Zhang Dongdong, Chen Zhihong, Wu Jixiang, Ning Ning, Chen Lin, Tian Xiaodong
Peking University First School of Clinical Medicine, Peking University First Hospital, Beijing, People's Republic of China.
Department of Gastrointestinal Surgery, Peking University International Hospital, Beijing, People's Republic of China.
BMC Infect Dis. 2025 May 13;25(1):693. doi: 10.1186/s12879-025-11097-w.
Hepatitis E virus (HEV) typically induces self-limiting infection but can establish persistent infection, particularly in patients with compromised immune systems. However, the literature on HEV infection in patients undergoing chemotherapy is limited.
A 46-year-old Chinese male patient with rectal cancer underwent ten cycles of chemotherapy and targeted therapy. Routine blood tests revealed grade 4 bone marrow suppression necessitating emergency admission. On the second day following admission, the patient presented with high fever that was determined to be chemotherapy-induced febrile neutropenia (FN). However, despite the recovery of white blood cell counts, the fever persisted, and the levels of aminotransferases and bilirubin continued to rise. Two weeks after admission, next generation sequencing of blood samples revealed evidence of HEV. The patient underwent symptomatic and supportive treatment and was discharged after a 30-day hospitalization. One month after discharge, the transaminase and bilirubin levels were within the normal range.
The fatality rate of FN is alarmingly high. To prevent progression to sepsis syndrome and potential mortality, it is imperative to initiate empirical treatment with broad-spectrum antibiotics. As the differential diagnosis of elevated liver enzymes in immunocompromised patients encompasses a wide range of possibilities, the exclusion of HEV infection is crucial when diagnosing drug-induced liver injury (DILI).

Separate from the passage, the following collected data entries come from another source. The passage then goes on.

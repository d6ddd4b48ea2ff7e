//! Packet traits and the connection state enum.

/// The protocol state of a connection.
///
/// A connection starts in `Handshake` and advances monotonically:
/// `Handshake` branches into `Status` or `Login` (chosen by the handshake
/// packet's next-state field), and `Login` advances to `Play`. It never
/// moves backward.
#[derive(Debug, Clone, Copy, PartialEq, Eq, Hash)]
pub enum ConnectionState {
    /// Initial state, before the handshake packet.
    Handshake,
    /// Server list ping. Terminal.
    Status,
    /// Authentication and encryption negotiation.
    Login,
    /// In-game. Terminal (ends only via disconnect/close).
    Play,
}

impl TryFrom<i32> for ConnectionState {
    type Error = crate::error::ProtocolError;

    fn try_from(value: i32) -> Result<Self, Self::Error> {
        match value {
            0 => Ok(Self::Handshake),
            1 => Ok(Self::Status),
            2 => Ok(Self::Login),
            3 => Ok(Self::Play),
            _ => Err(crate::error::ProtocolError::InvalidNextState(value)),
        }
    }
}

/// A packet type with a fixed ID.
///
/// Play-state packets whose IDs depend on the protocol version
/// ([`crate::ids::PacketIds`]) do not implement this trait; they take
/// their resolved ID explicitly.
pub trait Packet: Sized {
    /// The packet ID.
    const ID: i32;

    /// The connection state this packet belongs to.
    const STATE: ConnectionState;
}
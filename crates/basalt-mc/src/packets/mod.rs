//! Minecraft protocol packets.
//!
//! Packets are organized by connection state:
//! - Handshake: initial connection state
//! - Status: server list ping
//! - Login: authentication and negotiation
//! - Play: keep-alive and disconnect only; other play packets are opaque

pub mod handshake;
pub mod login;
pub mod play;
pub mod status;
pub mod traits;

pub use handshake::{Handshake, NextState};
pub use login::{
    EncryptionRequest, EncryptionResponse, LoginDisconnect, LoginSuccess, SetCompression,
};
pub use play::{KeepAlive, PlayDisconnect};
pub use status::{Ping, Pong, StatusRequest, StatusResponse};
pub use traits::{ConnectionState, Packet};
//! Packet framing for the Minecraft protocol.
//!
//! Uncompressed framing:
//! - `[VarInt length][payload...]`
//!
//! Once a non-negative compression threshold has been negotiated:
//! - `[VarInt frame_length][VarInt uncompressed_length][body...]`
//!
//! where `uncompressed_length == 0` marks a literal body (payload below
//! the threshold) and any other value the zlib-compressed form of exactly
//! that many bytes. The payload always begins with the packet-ID varint.
//!
//! The decoder consumes from a growable buffer fed by the stream, so a
//! frame whose length prefix or body is split across reads is simply left
//! in place until the rest arrives.

use std::io::{Read, Write};

use bytes::{Buf, Bytes, BytesMut};
use flate2::Compression;
use flate2::read::ZlibDecoder;
use flate2::write::ZlibEncoder;

use crate::error::{ProtocolError, Result};
use crate::varint::{peek_varint, read_varint, write_varint};

/// Maximum frame size (2 MiB, same as vanilla).
pub const MAX_FRAME_SIZE: usize = 2 * 1024 * 1024;

/// Encode one packet payload into `out` as a single frame.
///
/// A negative `threshold` selects uncompressed framing. With a
/// non-negative threshold, payloads shorter than the threshold are sent
/// literally with a zero `uncompressed_length` marker and longer payloads
/// are deflated.
///
/// # Errors
///
/// Returns an error if deflation fails.
#[allow(clippy::cast_possible_truncation, clippy::cast_possible_wrap)]
pub fn encode_frame(payload: &[u8], threshold: i32, out: &mut BytesMut) -> Result<()> {
    if threshold < 0 {
        write_varint(out, payload.len() as i32);
        out.extend_from_slice(payload);
        return Ok(());
    }

    #[allow(clippy::cast_sign_loss)]
    if payload.len() < threshold as usize {
        // Below threshold: literal body, zero marker
        write_varint(out, payload.len() as i32 + 1);
        write_varint(out, 0);
        out.extend_from_slice(payload);
        return Ok(());
    }

    let mut encoder = ZlibEncoder::new(Vec::new(), Compression::default());
    encoder.write_all(payload)?;
    let compressed = encoder.finish()?;

    let mut inner = BytesMut::with_capacity(compressed.len() + 5);
    write_varint(&mut inner, payload.len() as i32);
    inner.extend_from_slice(&compressed);

    write_varint(out, inner.len() as i32);
    out.extend_from_slice(&inner);
    Ok(())
}

/// Try to decode one complete frame from the front of `buf`.
///
/// Returns `Ok(None)` when `buf` does not yet hold a complete frame; the
/// buffered bytes are left untouched for the next attempt.
///
/// # Errors
///
/// Returns an error if the length prefix is malformed, the frame exceeds
/// [`MAX_FRAME_SIZE`], or a compressed body does not inflate to its
/// declared length.
pub fn decode_frame(buf: &mut BytesMut, threshold: i32) -> Result<Option<Bytes>> {
    let Some((length, prefix_len)) = peek_varint(&buf[..])? else {
        return Ok(None);
    };

    let length = usize::try_from(length).map_err(|_| ProtocolError::PacketTooLong {
        len: 0,
        max: MAX_FRAME_SIZE,
    })?;
    if length > MAX_FRAME_SIZE {
        return Err(ProtocolError::PacketTooLong {
            len: length,
            max: MAX_FRAME_SIZE,
        });
    }

    if buf.len() < prefix_len + length {
        return Ok(None);
    }

    buf.advance(prefix_len);
    let mut frame = buf.split_to(length).freeze();

    if threshold < 0 {
        return Ok(Some(frame));
    }

    let declared = read_varint(&mut frame)?;
    if declared == 0 {
        // Literal body below the threshold
        return Ok(Some(frame));
    }

    let declared = usize::try_from(declared).map_err(|_| ProtocolError::PacketTooLong {
        len: 0,
        max: MAX_FRAME_SIZE,
    })?;
    if declared > MAX_FRAME_SIZE {
        return Err(ProtocolError::PacketTooLong {
            len: declared,
            max: MAX_FRAME_SIZE,
        });
    }

    let mut payload = Vec::with_capacity(declared);
    let mut decoder = ZlibDecoder::new(&frame[..]).take(declared as u64 + 1);
    decoder
        .read_to_end(&mut payload)
        .map_err(|_| ProtocolError::FrameCorrupt {
            declared,
            actual: payload.len(),
        })?;

    if payload.len() != declared {
        return Err(ProtocolError::FrameCorrupt {
            declared,
            actual: payload.len(),
        });
    }

    Ok(Some(Bytes::from(payload)))
}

This case highlights the importance of healthcare providers being vigilant in identifying HEV infection in patients with solid tumors who experience FN and DILI. Early implementation of comprehensive supportive treatment is crucial for reducing the duration of disease and enhancing patient prognosis.
戊型肝炎病毒(HEV)通常引起自限性感染,但可导致持续性感染,尤其是在免疫系统受损的患者中。然而,关于化疗患者中HEV感染的文献有限。
一名46岁的中国男性直肠癌患者接受了十个周期的化疗和靶向治疗。常规血液检查显示4级骨髓抑制,需要紧急入院。入院后第二天,患者出现高热,确诊为化疗引起的发热性中性粒细胞减少症(FN)。然而,尽管白细胞计数恢复正常,但发热仍持续,转氨酶和胆红素水平继续升高。入院两周后,血液样本的下一代测序显示有HEV感染证据。患者接受了对症和支持治疗,住院30天后出院。出院后一个月,转氨酶和胆红素水平恢复正常。
FN的死亡率高得惊人。为防止进展为脓毒症综合征和潜在死亡,必须开始使用广谱抗生素进行经验性治疗。由于免疫功能低下患者肝酶升高的鉴别诊断范围广泛,在诊断药物性肝损伤(DILI)时排除HEV感染至关重要。
本病例强调了医疗保健提供者在识别发生FN和DILI的实体瘤患者中HEV感染时保持警惕的重要性。早期实施全面的支持治疗对于缩短病程和改善患者预后至关重要。